[[ Records shown, beginning ]]

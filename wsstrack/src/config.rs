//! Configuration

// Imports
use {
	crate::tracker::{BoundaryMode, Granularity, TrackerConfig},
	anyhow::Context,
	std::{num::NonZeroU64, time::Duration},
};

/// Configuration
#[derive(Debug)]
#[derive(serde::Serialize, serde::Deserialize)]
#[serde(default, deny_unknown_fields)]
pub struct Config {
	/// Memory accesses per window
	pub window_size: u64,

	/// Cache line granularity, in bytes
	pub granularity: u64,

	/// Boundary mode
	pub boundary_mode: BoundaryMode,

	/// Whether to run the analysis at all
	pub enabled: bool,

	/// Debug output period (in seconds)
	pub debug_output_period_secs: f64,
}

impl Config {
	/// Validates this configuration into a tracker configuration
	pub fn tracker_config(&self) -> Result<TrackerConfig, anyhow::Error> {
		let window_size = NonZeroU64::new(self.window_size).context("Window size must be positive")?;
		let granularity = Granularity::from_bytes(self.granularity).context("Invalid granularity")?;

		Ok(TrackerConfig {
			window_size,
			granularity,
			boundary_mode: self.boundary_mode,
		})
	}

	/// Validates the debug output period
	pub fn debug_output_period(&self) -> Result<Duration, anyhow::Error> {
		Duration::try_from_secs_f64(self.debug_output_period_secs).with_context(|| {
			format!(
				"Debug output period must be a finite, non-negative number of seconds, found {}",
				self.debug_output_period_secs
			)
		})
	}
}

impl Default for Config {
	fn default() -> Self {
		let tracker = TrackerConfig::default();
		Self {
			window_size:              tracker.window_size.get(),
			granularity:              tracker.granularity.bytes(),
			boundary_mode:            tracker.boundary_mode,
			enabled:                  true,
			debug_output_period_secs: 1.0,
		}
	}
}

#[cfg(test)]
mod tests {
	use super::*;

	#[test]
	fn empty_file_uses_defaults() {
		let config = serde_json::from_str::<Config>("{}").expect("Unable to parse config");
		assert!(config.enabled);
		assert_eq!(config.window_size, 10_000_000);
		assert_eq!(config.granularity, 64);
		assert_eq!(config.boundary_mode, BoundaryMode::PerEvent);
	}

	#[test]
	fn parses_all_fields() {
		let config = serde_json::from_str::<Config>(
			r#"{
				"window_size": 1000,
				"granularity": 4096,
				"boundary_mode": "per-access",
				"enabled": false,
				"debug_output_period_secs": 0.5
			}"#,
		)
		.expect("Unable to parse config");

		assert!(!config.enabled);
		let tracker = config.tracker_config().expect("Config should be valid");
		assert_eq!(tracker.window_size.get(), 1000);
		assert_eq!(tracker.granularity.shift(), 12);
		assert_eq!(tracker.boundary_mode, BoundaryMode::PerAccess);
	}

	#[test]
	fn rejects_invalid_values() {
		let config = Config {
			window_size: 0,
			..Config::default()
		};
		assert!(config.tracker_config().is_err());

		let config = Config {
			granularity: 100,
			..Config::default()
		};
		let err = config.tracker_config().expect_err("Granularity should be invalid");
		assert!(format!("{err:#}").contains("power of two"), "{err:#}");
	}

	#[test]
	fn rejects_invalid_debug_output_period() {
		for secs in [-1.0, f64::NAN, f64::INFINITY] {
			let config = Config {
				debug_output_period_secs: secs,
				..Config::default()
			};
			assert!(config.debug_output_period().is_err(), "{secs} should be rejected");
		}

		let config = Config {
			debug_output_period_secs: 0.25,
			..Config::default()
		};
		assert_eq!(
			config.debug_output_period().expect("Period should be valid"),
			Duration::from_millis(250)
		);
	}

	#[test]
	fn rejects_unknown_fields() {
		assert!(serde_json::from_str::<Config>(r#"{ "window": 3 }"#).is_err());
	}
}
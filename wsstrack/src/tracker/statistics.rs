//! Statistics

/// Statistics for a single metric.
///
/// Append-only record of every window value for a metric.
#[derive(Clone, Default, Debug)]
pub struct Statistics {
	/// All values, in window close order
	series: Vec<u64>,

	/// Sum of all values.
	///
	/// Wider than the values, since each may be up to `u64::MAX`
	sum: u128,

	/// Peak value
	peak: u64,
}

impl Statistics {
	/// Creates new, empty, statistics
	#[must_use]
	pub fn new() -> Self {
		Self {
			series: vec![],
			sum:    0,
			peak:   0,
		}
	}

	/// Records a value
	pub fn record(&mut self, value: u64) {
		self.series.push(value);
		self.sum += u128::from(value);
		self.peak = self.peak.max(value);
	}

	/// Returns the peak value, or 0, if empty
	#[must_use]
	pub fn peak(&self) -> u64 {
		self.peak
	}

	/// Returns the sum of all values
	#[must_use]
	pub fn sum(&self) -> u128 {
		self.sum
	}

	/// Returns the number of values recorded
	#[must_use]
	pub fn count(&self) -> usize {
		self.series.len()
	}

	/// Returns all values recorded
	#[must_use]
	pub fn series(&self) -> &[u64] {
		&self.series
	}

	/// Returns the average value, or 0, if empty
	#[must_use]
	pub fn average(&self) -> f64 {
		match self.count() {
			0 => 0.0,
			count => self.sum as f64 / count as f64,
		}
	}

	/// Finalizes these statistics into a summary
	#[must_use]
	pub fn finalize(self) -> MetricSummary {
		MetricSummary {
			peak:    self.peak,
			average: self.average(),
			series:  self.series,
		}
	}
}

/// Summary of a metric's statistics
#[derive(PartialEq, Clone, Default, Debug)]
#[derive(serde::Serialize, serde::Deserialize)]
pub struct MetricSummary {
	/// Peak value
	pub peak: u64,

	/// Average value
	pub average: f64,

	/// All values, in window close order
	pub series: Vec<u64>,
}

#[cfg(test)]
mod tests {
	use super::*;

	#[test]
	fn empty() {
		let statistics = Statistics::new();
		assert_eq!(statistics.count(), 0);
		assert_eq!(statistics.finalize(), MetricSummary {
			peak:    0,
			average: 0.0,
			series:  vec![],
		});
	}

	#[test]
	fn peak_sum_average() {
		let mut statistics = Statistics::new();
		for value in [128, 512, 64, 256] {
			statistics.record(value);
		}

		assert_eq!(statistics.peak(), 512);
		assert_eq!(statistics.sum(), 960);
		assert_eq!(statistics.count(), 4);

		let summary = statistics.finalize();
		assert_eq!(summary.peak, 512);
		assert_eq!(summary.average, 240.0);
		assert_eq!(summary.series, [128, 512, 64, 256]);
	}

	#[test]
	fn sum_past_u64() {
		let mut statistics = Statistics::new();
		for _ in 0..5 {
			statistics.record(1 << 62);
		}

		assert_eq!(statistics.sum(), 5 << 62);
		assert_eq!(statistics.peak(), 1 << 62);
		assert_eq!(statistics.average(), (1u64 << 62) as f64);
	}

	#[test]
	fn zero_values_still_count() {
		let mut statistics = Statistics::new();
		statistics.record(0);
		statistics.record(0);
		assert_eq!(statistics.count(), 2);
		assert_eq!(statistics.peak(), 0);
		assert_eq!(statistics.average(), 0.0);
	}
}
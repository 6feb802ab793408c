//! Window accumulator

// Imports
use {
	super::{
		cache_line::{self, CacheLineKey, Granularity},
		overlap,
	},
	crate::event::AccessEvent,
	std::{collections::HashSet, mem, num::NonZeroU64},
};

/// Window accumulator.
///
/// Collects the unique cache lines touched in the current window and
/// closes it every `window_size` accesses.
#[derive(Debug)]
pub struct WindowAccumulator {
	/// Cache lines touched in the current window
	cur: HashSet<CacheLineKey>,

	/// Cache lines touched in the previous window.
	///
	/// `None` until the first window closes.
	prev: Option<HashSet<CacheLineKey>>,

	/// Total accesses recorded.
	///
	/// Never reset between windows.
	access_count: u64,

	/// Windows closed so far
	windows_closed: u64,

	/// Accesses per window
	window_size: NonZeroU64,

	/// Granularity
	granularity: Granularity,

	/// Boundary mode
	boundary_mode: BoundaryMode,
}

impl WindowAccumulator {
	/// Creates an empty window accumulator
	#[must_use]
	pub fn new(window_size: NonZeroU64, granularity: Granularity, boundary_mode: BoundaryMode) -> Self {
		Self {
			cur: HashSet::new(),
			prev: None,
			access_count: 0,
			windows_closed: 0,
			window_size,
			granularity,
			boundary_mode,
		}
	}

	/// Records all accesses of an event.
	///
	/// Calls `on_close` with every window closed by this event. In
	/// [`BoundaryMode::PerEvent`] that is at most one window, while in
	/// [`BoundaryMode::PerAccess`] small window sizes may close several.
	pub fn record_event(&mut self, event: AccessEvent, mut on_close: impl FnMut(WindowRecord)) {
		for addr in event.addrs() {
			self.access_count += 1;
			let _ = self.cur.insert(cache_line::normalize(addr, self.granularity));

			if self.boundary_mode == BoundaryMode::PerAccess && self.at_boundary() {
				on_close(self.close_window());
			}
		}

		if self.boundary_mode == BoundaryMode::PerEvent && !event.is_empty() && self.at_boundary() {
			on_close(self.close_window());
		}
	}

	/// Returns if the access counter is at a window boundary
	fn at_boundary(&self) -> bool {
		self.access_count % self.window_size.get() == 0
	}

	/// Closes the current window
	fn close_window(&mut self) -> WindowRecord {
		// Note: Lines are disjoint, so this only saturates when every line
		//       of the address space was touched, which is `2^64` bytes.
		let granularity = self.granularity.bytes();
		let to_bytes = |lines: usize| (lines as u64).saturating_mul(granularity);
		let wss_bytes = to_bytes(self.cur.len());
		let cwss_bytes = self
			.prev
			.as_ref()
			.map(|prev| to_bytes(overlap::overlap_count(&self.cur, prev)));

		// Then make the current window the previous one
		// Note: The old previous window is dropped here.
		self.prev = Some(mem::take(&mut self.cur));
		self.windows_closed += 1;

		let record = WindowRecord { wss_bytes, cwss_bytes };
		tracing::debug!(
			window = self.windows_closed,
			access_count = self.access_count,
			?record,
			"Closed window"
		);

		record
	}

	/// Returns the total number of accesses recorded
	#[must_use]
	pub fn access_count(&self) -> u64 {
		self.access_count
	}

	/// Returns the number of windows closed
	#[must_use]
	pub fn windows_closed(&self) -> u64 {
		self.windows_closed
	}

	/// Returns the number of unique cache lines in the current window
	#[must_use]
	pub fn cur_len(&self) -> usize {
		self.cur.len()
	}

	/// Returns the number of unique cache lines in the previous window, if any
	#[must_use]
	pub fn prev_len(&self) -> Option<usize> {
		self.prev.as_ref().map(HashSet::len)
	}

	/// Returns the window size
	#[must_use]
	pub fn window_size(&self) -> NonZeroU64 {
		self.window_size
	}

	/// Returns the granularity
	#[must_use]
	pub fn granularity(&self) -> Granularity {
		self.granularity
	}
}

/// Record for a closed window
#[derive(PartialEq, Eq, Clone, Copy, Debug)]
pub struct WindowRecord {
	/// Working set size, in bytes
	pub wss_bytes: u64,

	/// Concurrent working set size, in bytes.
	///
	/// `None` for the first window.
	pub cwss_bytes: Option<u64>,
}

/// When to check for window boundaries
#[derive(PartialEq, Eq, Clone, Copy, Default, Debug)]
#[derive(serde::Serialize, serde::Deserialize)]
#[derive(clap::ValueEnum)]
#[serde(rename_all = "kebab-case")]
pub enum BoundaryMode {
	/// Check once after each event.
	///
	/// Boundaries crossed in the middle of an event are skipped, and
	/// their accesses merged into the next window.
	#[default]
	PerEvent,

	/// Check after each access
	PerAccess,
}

[[ Records shown, end ]]
[[ Records shown, beginning ]]

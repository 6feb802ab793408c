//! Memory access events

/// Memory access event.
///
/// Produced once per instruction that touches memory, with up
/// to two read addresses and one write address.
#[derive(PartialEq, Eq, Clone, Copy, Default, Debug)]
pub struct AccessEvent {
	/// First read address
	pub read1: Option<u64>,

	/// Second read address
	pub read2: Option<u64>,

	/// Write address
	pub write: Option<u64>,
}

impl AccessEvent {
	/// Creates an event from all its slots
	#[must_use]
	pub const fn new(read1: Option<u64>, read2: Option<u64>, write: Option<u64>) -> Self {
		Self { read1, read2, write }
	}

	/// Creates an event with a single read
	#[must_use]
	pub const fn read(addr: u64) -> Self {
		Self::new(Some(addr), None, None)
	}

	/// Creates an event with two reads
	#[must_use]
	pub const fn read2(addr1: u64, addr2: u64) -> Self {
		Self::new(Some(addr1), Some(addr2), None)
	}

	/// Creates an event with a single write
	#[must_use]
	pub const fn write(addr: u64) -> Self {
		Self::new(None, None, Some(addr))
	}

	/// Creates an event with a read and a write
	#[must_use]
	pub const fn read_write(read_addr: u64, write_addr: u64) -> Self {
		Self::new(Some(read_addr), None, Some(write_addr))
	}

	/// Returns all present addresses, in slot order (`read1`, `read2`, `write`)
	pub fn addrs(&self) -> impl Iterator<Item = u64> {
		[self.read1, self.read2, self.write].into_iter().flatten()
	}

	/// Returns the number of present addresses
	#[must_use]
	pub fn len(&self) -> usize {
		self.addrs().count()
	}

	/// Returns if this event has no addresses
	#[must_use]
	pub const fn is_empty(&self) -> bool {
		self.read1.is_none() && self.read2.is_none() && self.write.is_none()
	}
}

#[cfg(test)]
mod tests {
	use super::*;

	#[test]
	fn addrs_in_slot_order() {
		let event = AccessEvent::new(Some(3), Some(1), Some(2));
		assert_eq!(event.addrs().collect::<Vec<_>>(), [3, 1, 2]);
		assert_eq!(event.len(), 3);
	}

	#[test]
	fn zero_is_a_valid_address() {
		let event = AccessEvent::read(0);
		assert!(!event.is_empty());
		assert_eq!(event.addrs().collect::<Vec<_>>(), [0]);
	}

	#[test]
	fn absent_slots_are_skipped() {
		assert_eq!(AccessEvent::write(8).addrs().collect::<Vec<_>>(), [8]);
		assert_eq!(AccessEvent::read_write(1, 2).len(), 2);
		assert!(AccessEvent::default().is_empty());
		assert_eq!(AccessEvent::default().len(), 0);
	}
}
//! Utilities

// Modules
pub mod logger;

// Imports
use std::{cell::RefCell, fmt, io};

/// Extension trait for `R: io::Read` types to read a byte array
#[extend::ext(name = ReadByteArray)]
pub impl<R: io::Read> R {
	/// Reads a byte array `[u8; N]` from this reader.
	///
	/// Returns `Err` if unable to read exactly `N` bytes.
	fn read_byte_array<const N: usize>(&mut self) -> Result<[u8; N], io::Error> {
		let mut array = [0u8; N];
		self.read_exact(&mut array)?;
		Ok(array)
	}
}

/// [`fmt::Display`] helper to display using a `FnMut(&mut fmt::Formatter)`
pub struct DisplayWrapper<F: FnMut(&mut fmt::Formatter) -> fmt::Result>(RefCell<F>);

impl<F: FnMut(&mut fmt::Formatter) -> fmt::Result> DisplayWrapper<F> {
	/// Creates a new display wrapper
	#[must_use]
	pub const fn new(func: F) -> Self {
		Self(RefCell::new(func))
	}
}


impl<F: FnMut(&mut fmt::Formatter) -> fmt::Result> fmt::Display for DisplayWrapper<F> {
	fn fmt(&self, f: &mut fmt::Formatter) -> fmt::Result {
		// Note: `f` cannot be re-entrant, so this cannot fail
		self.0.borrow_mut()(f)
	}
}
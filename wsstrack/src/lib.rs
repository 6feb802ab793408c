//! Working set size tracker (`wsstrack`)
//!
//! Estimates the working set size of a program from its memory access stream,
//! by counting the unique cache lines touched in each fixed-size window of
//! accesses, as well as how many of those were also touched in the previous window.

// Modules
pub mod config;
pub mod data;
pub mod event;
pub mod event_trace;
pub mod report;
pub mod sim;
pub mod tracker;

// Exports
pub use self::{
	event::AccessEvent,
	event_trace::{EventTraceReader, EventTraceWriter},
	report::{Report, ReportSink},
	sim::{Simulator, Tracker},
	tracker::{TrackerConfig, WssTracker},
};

[[ Records shown, end ]]
[[ Records shown, beginning ]]

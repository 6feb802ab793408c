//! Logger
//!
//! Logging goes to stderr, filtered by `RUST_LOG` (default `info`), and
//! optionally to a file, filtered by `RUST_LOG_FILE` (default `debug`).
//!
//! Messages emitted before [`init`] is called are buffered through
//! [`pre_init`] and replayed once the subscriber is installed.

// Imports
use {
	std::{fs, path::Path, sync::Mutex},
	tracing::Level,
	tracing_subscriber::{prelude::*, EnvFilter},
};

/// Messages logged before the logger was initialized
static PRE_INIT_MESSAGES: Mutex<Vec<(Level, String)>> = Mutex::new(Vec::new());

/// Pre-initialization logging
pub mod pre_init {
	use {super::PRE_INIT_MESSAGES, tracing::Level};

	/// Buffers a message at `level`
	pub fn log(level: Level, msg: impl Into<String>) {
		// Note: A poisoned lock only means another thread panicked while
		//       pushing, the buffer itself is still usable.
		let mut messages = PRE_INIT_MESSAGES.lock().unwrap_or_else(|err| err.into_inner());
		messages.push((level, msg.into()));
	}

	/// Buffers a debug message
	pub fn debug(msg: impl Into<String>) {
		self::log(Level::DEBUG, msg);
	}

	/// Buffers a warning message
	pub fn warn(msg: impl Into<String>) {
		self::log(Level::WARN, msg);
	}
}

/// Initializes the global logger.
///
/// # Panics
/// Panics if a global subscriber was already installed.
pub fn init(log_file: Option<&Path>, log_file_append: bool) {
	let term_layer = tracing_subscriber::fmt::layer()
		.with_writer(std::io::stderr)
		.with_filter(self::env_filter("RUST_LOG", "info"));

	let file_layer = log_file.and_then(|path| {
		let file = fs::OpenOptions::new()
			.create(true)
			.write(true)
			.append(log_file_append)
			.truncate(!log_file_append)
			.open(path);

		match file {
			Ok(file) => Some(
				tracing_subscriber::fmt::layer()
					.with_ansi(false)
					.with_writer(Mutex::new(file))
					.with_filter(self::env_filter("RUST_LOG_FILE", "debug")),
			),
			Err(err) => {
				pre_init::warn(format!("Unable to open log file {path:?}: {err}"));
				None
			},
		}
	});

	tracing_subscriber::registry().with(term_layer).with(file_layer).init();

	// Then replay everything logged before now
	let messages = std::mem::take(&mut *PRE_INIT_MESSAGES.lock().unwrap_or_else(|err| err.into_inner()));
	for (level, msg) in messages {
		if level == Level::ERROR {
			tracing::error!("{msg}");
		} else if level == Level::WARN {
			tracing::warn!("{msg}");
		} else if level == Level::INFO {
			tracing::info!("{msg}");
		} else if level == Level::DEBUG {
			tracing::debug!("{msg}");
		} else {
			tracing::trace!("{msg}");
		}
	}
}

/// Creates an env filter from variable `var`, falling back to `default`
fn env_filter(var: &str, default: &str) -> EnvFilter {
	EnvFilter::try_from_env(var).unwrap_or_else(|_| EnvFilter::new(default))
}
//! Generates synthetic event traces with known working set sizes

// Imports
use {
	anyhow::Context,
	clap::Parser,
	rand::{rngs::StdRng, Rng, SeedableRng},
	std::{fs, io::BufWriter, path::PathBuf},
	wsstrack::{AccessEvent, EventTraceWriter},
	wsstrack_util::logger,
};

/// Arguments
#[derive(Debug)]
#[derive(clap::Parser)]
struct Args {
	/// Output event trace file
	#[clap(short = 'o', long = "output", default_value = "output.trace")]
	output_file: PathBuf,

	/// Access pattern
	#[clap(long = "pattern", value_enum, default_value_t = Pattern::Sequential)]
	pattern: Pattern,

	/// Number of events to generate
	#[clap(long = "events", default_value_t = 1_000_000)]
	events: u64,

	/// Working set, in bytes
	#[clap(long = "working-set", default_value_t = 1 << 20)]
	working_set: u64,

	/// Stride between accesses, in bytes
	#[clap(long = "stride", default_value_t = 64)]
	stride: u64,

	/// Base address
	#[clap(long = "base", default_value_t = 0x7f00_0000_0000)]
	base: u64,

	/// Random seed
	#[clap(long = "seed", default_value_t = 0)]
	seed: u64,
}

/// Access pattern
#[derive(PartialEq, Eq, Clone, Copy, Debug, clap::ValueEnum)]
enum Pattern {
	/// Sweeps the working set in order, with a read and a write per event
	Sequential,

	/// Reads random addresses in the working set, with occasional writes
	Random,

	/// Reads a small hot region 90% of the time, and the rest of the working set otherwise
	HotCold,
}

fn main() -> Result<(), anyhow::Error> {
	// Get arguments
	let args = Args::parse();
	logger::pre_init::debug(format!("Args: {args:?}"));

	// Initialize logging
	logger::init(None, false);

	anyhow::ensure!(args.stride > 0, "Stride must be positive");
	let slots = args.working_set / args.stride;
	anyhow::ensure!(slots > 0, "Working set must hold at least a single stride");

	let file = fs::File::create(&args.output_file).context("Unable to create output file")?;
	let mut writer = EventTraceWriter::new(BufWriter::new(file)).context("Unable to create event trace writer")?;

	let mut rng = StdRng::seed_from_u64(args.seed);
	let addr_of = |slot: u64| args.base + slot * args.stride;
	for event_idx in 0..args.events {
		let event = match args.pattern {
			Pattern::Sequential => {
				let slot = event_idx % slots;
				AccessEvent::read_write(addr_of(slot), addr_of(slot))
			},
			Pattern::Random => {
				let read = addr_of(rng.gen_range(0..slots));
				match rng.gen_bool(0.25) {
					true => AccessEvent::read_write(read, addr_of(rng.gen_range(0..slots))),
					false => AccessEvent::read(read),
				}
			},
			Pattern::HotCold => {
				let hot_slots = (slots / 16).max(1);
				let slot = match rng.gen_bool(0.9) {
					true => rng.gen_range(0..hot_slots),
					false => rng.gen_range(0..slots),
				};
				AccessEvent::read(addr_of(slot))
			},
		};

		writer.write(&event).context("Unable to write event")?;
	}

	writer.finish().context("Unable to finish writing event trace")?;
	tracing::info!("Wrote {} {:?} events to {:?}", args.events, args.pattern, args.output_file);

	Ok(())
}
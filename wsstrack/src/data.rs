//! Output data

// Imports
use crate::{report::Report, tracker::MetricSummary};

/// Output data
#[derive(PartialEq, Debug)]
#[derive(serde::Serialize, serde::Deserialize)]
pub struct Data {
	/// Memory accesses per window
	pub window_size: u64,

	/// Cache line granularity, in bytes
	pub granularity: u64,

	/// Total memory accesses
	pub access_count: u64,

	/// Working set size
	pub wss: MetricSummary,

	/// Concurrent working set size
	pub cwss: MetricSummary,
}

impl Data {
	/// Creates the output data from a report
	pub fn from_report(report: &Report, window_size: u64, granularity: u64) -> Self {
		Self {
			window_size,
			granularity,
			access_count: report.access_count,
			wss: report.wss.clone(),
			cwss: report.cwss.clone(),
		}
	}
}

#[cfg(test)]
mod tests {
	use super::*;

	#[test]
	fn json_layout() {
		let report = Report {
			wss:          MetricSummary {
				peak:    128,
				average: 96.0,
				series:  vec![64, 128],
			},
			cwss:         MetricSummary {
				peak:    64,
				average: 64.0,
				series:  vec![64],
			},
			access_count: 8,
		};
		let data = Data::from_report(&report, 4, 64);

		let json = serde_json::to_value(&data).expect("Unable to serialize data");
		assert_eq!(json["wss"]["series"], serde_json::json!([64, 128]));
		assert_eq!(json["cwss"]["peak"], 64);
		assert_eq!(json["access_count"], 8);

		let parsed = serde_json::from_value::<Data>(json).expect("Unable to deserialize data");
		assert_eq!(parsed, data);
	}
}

[[ Records shown, end ]]

What the task requires> Give back one number only: the count of lines in the entries that hold the string "RefCell".

Response> 3